There were no weapons of mass destruction in Iraq. The intelligence that reported such weapons was in error. The president was so intent on believing Saddam Hussein posed an immediate threat to American security, he chose to recognize only those facts that supported this belief. We are committed with no easy way to bring our troops home.

This administration has led us into the past.

It is time to elect a president who has the foresight and experience to correct our course before its too late. I do not deny the threat of terrorism, it is very real, and it is very serious, but we cannot allow fear to overpower reason.

It is time we had a leader who knew better than to chase the ghosts in every corner. We do not have unlimited resources. Risking American lives toppling tinhorn tyrants leaves us more vulnerable to true terrorists .

It is time to regroup and refocus.

We must reverse the mounting mountain of debt that threatens to crush our children. We must fix social security today or there will be no social security tomorrow.

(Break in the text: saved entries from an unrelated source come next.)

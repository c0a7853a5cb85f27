use seqsheet::cli::{Args, BuildArgs, Command, ScanArgs};
use seqsheet::paths;
use seqsheet::progress::{BarProgress, NoProgress, ProgressSink};
use seqsheet::{Pipeline, SpriteSheetJob};

use anyhow::{Context, Result};
use clap::Parser;
use log::{debug, info};
use std::path::PathBuf;

fn init_logger(args: &Args, path_config: &paths::PathConfig) -> Result<()> {
    // 0 (default) = warn, 1 (-v) = info, 2 (-vv) = debug, 3+ (-vvv) = trace
    let log_level = match args.verbosity {
        0 => log::LevelFilter::Warn,
        1 => log::LevelFilter::Info,
        2 => log::LevelFilter::Debug,
        _ => log::LevelFilter::Trace,
    };

    if let Some(log_path_opt) = &args.log_file {
        let log_path = match log_path_opt {
            Some(path) => path.clone(),
            None => {
                paths::ensure_dirs(path_config)?;
                paths::data_file(paths::LOG_FILE, path_config)
            }
        };
        let file = std::fs::File::create(&log_path)
            .with_context(|| format!("Failed to create log file: {}", log_path.display()))?;

        env_logger::Builder::new()
            .filter_level(log_level)
            .format_timestamp_millis()
            .target(env_logger::Target::Pipe(Box::new(file)))
            .init();

        info!("Logging to file: {} (level: {:?})", log_path.display(), log_level);
    } else {
        // Console logging (respects RUST_LOG if set)
        let default_level = match args.verbosity {
            0 => "warn",
            1 => "info",
            2 => "debug",
            _ => "trace",
        };
        env_logger::Builder::from_env(env_logger::Env::default().default_filter_or(default_level))
            .format_timestamp_millis()
            .init();
    }
    Ok(())
}

/// Built-in defaults overlaid with the user defaults file, if any
fn base_job(path_config: &paths::PathConfig) -> Result<SpriteSheetJob> {
    let defaults = paths::config_file(paths::DEFAULTS_FILE, path_config);
    if defaults.is_file() {
        debug!("User defaults: {}", defaults.display());
        return SpriteSheetJob::load(&defaults)
            .with_context(|| format!("Failed to read defaults: {}", defaults.display()));
    }
    Ok(SpriteSheetJob::default())
}

fn run_scan(args: &ScanArgs, path_config: &paths::PathConfig) -> Result<()> {
    let mut job = base_job(path_config)?;
    job.source_dir = args.source_dir.clone();
    if let Some(filter) = &args.filter {
        job.filter = filter.clone();
    }
    job.reverse = args.reverse;

    let report = Pipeline::new().scan(&job)?;
    if args.json {
        println!("{}", serde_json::to_string_pretty(&report)?);
    } else {
        println!("{} frames", report.frame_count);
        for path in &report.files {
            println!("{}", path.display());
        }
    }
    Ok(())
}

fn run_build(args: &BuildArgs, path_config: &paths::PathConfig) -> Result<()> {
    let base = match &args.job {
        Some(path) => SpriteSheetJob::load(path)
            .with_context(|| format!("Failed to load job: {}", path.display()))?,
        None => base_job(path_config)?,
    };
    let job = args.apply_to(base)?;
    debug!("Effective job: {:?}", job);

    if let Some(path) = &args.save_job {
        job.save(path)
            .with_context(|| format!("Failed to save job: {}", path.display()))?;
        info!("Saved job: {}", path.display());
    }

    let root = match &args.root {
        Some(root) => root.clone(),
        None => std::env::current_dir().unwrap_or_else(|_| PathBuf::from(".")),
    };
    let pipeline = Pipeline::new().threads(args.threads).project_root(root);

    let bar = (!args.quiet).then(BarProgress::new);
    let progress: &dyn ProgressSink = match &bar {
        Some(bar) => bar,
        None => &NoProgress,
    };

    let result = pipeline.run(&job, progress);
    if let Some(bar) = &bar {
        bar.finish();
    }
    let report = result
        .with_context(|| format!("Failed to build sprite sheet from {}", job.source_dir.display()))?;

    println!(
        "{}: {} frames, {}x{} grid, {}x{} px",
        report.output.display(),
        report.frames.len(),
        report.grid.columns,
        report.grid.rows,
        report.width,
        report.height
    );
    if job.metadata {
        println!("{}", report.metadata_path().display());
    }
    Ok(())
}

fn main() -> Result<()> {
    let args = Args::parse();

    let path_config = paths::PathConfig::from_env_and_cli(args.config_dir.clone());
    init_logger(&args, &path_config)?;
    debug!("Command-line args: {:?}", args);

    match &args.command {
        Command::Scan(scan) => run_scan(scan, &path_config),
        Command::Build(build) => run_build(build, &path_config),
    }
}
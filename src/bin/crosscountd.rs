//! crosscountd - line-crossing counter daemon
//!
//! This daemon:
//! 1. Loads counting configuration (file + environment overrides)
//! 2. Reads tracked frames as JSON lines from a file or stdin
//! 3. Feeds every observation of a configured class to its counters
//! 4. Appends crossing events to an optional JSON-lines file
//! 5. Prints the per-class totals as JSON when the input ends

use anyhow::{anyhow, Result};
use clap::Parser;
use std::io::{BufReader, BufWriter, Write};
use std::path::{Path, PathBuf};

use crossline::{CounterdConfig, JsonLinesSource, ObservationSource};

#[derive(Parser, Debug)]
#[command(author, version, about)]
struct Args {
    /// Tracked-frame JSON lines; `-` reads stdin.
    #[arg(long, default_value = "-")]
    input: String,
    /// Counting configuration file (TOML, or JSON with a .json extension).
    #[arg(long, env = "CROSSCOUNT_CONFIG")]
    config: Option<PathBuf>,
    /// Append crossing events as JSON lines to this file.
    #[arg(long)]
    events_out: Option<PathBuf>,
    /// Log a progress line every N frames (0 disables).
    #[arg(long, default_value_t = 0)]
    summary_every: u64,
}

fn main() -> Result<()> {
    env_logger::Builder::from_env(env_logger::Env::default().default_filter_or("info")).init();

    let args = Args::parse();
    let cfg = CounterdConfig::load_from(args.config.as_deref())?;
    log::info!(
        "line axis={} position={} tolerance={} classes={}",
        cfg.line.axis.as_str(),
        cfg.line.position,
        cfg.line.tolerance_offset,
        cfg.classes
            .iter()
            .map(|class| class.label.as_str())
            .collect::<Vec<_>>()
            .join(",")
    );
    if cfg.line.tolerance_offset == 0 {
        log::warn!("tolerance offset is 0: centroid jitter at the line can count twice");
    }

    let mut processor = cfg.build_processor()?;

    let mut source: Box<dyn ObservationSource> = if args.input == "-" {
        Box::new(JsonLinesSource::new("stdin", BufReader::new(std::io::stdin())))
    } else {
        Box::new(JsonLinesSource::open(Path::new(&args.input))?)
    };

    let mut events_out = match &args.events_out {
        Some(path) => {
            let file = std::fs::OpenOptions::new()
                .create(true)
                .append(true)
                .open(path)
                .map_err(|e| anyhow!("failed to open events file {}: {}", path.display(), e))?;
            log::info!("writing crossing events to {}", path.display());
            Some(BufWriter::new(file))
        }
        None => None,
    };

    let mut frames_seen = 0u64;
    let summary_every = args.summary_every;
    processor.run(source.as_mut(), |report| {
        if let Some(out) = events_out.as_mut() {
            for event in &report.crossings {
                serde_json::to_writer(&mut *out, event)?;
                out.write_all(b"\n")?;
            }
            if !report.crossings.is_empty() {
                out.flush()?;
            }
        }
        frames_seen += 1;
        if summary_every > 0 && frames_seen % summary_every == 0 {
            log::info!(
                "frame {}: {} frames processed, {} crossings on this frame",
                report.frame,
                frames_seen,
                report.crossings.len()
            );
        }
        Ok(())
    })?;

    let stats = source.stats();
    log::info!(
        "processed {} frames ({} observations, {} skipped)",
        stats.frames_read,
        stats.observations_read,
        processor.frames_skipped()
    );
    for totals in processor.summary() {
        log::info!(
            "{}: {} (positive={}, negative={})",
            totals.class,
            totals.total,
            totals.positive,
            totals.negative
        );
    }
    println!("{}", serde_json::to_string_pretty(&processor.summary())?);
    Ok(())
}
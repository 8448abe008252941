//! Crossline
//!
//! Counts tracked objects crossing a virtual line, per object class and per
//! crossing direction. Detection and tracking happen upstream; this crate
//! consumes per-frame `(bbox, identity, class)` observations.
//!
//! # Architecture
//!
//! Counting is an explicit, owned object graph with no process-wide state:
//!
//! 1. **`CrossingCounter`**: one line, one direction, a per-identity baseline
//!    map and a running total. The decision function is `count`.
//! 2. **`ClassCounterRegistry`**: validated class labels → ordered counters;
//!    `dispatch` fans an observation out, `aggregate` sums a class.
//! 3. **`FrameProcessor`**: owns the registry, validates each frame, applies
//!    the invalid-input policy and advances baseline expiry.
//!
//! # Module Structure
//!
//! - `geometry`: `BoundingBox`, `Axis`, `Direction`, `GeometryError`
//! - `observation`: `Identity`, `Observation`, tracker wire types
//! - `counter`: `CrossingCounter`, `LineConfig`
//! - `registry`: `ClassCounterRegistry`, `ClassLabel`, totals
//! - `ingest`: observation sources (JSON lines, scripted)
//! - `pipeline`: frame loop and crossing events
//! - `config`: `crosscountd` configuration (file + env)

pub mod config;
pub mod counter;
pub mod geometry;
pub mod ingest;
pub mod observation;
pub mod pipeline;
pub mod registry;

pub use config::CounterdConfig;
pub use counter::{CrossingCounter, LineConfig};
pub use geometry::{Axis, BoundingBox, Direction, GeometryError};
pub use ingest::{JsonLinesSource, ObservationSource, ScriptedSource, SourceStats};
pub use observation::{Identity, Observation, RawObservation, TrackedFrame};
pub use pipeline::{CrossingEvent, FrameProcessor, FrameReport, InvalidInputPolicy};
pub use registry::{ClassCounterRegistry, ClassLabel, ClassTotals, UnknownIdentityPolicy};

We must secure our nation from the threat of terrorism without lashing out at every shadow. We must repair our relationships with our allies and work together towards a safer world.

It is time that we had a leader able to avoid the mistakes of the past, rather than repeat them. America is the world's only superpower, yet there exist very real threats to our way of life.

It is our obligation and our interest to make this world safer, to encourage the growth of democracy and human rights. That will be the American legacy. But we squander that legacy when we act unilaterally, without regard for others. We belittle our great nation when we suggest every third world thug poses an imminent threat to our security.

It is time to turn our attention to securing a safe and prosperous future for all Americans, not just the privileged few. It is time to return to sound fiscal policy, we cannot continue to spend far more than we earn. We cannot pass a nation crippled by debt to our children. It is time for each American to recognize responsibility to the future of our nation. It is the responsibility of every American to pass a healthy nation to the next generation. We cannot continue to borrow against our children's future income. We cannot allow our children to inherit a nation that is hated and feared. It is time to make difficult choices, to sacrifice for our collective future.

It is time to elect a new leader. It is time. It is time. It is past time.